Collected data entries
━━━

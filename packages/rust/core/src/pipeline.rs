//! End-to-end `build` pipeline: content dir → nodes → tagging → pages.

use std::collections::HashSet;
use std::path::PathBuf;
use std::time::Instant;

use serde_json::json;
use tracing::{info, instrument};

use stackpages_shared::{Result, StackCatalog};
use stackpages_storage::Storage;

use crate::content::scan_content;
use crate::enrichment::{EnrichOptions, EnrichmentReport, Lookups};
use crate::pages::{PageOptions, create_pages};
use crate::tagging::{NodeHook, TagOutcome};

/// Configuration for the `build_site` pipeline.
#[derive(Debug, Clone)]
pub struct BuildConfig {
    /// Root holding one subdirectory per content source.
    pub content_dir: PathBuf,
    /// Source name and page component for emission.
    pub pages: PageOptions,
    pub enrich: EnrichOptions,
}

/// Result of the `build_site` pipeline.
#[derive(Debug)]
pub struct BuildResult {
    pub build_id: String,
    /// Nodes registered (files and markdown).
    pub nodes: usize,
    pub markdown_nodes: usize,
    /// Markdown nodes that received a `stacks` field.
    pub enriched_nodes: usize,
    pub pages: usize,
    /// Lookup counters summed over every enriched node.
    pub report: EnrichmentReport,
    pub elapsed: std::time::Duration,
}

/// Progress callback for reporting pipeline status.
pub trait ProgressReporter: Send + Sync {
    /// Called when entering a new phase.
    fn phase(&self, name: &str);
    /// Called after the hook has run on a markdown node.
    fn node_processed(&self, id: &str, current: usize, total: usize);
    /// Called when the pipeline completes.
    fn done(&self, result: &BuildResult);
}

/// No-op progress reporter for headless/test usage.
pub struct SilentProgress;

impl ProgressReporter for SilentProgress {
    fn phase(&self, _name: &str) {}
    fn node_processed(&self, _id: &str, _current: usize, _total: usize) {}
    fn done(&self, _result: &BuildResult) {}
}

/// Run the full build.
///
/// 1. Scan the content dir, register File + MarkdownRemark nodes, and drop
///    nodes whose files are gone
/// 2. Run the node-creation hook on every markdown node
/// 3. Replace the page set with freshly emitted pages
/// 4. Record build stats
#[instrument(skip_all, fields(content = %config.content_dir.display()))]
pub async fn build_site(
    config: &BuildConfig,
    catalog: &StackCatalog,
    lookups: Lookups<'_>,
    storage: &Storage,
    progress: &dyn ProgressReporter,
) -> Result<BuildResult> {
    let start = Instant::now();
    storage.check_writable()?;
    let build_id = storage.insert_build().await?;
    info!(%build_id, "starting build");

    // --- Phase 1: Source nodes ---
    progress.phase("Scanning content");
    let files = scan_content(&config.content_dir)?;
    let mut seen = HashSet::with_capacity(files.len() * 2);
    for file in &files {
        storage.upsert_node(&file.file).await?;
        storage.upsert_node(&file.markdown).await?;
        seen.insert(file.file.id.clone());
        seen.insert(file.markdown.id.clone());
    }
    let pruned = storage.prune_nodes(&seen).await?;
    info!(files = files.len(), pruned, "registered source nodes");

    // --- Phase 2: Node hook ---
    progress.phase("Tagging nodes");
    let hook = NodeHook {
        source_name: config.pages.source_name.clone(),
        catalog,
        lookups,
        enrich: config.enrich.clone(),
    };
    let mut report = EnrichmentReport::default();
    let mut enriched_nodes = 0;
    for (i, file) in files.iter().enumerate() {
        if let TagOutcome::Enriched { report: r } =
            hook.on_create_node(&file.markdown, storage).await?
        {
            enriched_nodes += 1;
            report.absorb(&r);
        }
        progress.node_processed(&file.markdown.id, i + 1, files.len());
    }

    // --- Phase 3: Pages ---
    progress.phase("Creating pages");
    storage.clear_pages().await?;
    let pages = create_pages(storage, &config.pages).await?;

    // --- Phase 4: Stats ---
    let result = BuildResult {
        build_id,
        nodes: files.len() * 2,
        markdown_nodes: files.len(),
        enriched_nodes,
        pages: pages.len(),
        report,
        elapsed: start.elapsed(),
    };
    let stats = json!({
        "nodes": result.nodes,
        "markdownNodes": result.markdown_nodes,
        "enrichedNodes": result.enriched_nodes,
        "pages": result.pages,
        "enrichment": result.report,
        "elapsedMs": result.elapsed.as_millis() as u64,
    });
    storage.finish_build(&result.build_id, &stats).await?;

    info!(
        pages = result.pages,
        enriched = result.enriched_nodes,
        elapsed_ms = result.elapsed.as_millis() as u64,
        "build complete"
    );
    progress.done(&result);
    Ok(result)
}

━━━

Work request »
The records above are to be duplicated in full and exactly.

Response area »
filename packages/rust/core/src/pipeline.rs
//! End-to-end `build` pipeline: content dir → nodes → tagging → pages.

use std::collections::HashSet;
use std::path::PathBuf;
use std::time::Instant;

use serde_json::json;
use tracing::{info, instrument};

use stackpages_shared::{Result, StackCatalog};
use stackpages_storage::Storage;

use crate::content::scan_content;
use crate::enrichment::{EnrichOptions, EnrichmentReport, Lookups};
use crate::pages::{PageOptions, create_pages};
use crate::tagging::{NodeHook, TagOutcome};

/// Configuration for the `build_site` pipeline.
#[derive(Debug, Clone)]
pub struct BuildConfig {
    /// Root holding one subdirectory per content source.
    pub content_dir: PathBuf,
    /// Source name and page component for emission.
    pub pages: PageOptions,
    pub enrich: EnrichOptions,
}

/// Result of the `build_site` pipeline.
#[derive(Debug)]
pub struct BuildResult {
    pub build_id: String,
    /// Nodes registered (files and markdown).
    pub nodes: usize,
    pub markdown_nodes: usize,
    /// Markdown nodes that received a `stacks` field.
    pub enriched_nodes: usize,
    pub pages: usize,
    /// Lookup counters summed over every enriched node.
    pub report: EnrichmentReport,
    pub elapsed: std::time::Duration,
}

/// Progress callback for reporting pipeline status.
pub trait ProgressReporter: Send + Sync {
    /// Called when entering a new phase.
    fn phase(&self, name: &str);
    /// Called after the hook has run on a markdown node.
    fn node_processed(&self, id: &str, current: usize, total: usize);
    /// Called when the pipeline completes.
    fn done(&self, result: &BuildResult);
}

/// No-op progress reporter for headless/test usage.
pub struct SilentProgress;

impl ProgressReporter for SilentProgress {
    fn phase(&self, _name: &str) {}
    fn node_processed(&self, _id: &str, _current: usize, _total: usize) {}
    fn done(&self, _result: &BuildResult) {}
}

/// Run the full build.
///
/// 1. Scan the content dir, register File + MarkdownRemark nodes, and drop
///    nodes whose files are gone
/// 2. Run the node-creation hook on every markdown node
/// 3. Replace the page set with freshly emitted pages
/// 4. Record build stats
#[instrument(skip_all, fields(content = %config.content_dir.display()))]
pub async fn build_site(
    config: &BuildConfig,
    catalog: &StackCatalog,
    lookups: Lookups<'_>,
    storage: &Storage,
    progress: &dyn ProgressReporter,
) -> Result<BuildResult> {
    let start = Instant::now();
    storage.check_writable()?;
    let build_id = storage.insert_build().await?;
    info!(%build_id, "starting build");

    // --- Phase 1: Source nodes ---
    progress.phase("Scanning content");
    let files = scan_content(&config.content_dir)?;
    let mut seen = HashSet::with_capacity(files.len() * 2);
    for file in &files {
        storage.upsert_node(&file.file).await?;
        storage.upsert_node(&file.markdown).await?;
        seen.insert(file.file.id.clone());
        seen.insert(file.markdown.id.clone());
    }
    let pruned = storage.prune_nodes(&seen).await?;
    info!(files = files.len(), pruned, "registered source nodes");

    // --- Phase 2: Node hook ---
    progress.phase("Tagging nodes");
    let hook = NodeHook {
        source_name: config.pages.source_name.clone(),
        catalog,
        lookups,
        enrich: config.enrich.clone(),
    };
    let mut report = EnrichmentReport::default();
    let mut enriched_nodes = 0;
    for (i, file) in files.iter().enumerate() {
        if let TagOutcome::Enriched { report: r } =
            hook.on_create_node(&file.markdown, storage).await?
        {
            enriched_nodes += 1;
            report.absorb(&r);
        }
        progress.node_processed(&file.markdown.id, i + 1, files.len());
    }

    // --- Phase 3: Pages ---
    progress.phase("Creating pages");
    storage.clear_pages().await?;
    let pages = create_pages(storage, &config.pages).await?;

    // --- Phase 4: Stats ---
    let result = BuildResult {
        build_id,
        nodes: files.len() * 2,
        markdown_nodes: files.len(),
        enriched_nodes,
        pages: pages.len(),
        report,
        elapsed: start.elapsed(),
    };
    let stats = json!({
        "nodes": result.nodes,
        "markdownNodes": result.markdown_nodes,
        "enrichedNodes": result.enriched_nodes,
        "pages": result.pages,
        "enrichment": result.report,
        "elapsedMs": result.elapsed.as_millis() as u64,
    });
    storage.finish_build(&result.build_id, &stats).await?;

    info!(
        pages = result.pages,
        enriched = result.enriched_nodes,
        elapsed_ms = result.elapsed.as_millis() as u64,
        "build complete"
    );
    progress.done(&result);
    Ok(result)
}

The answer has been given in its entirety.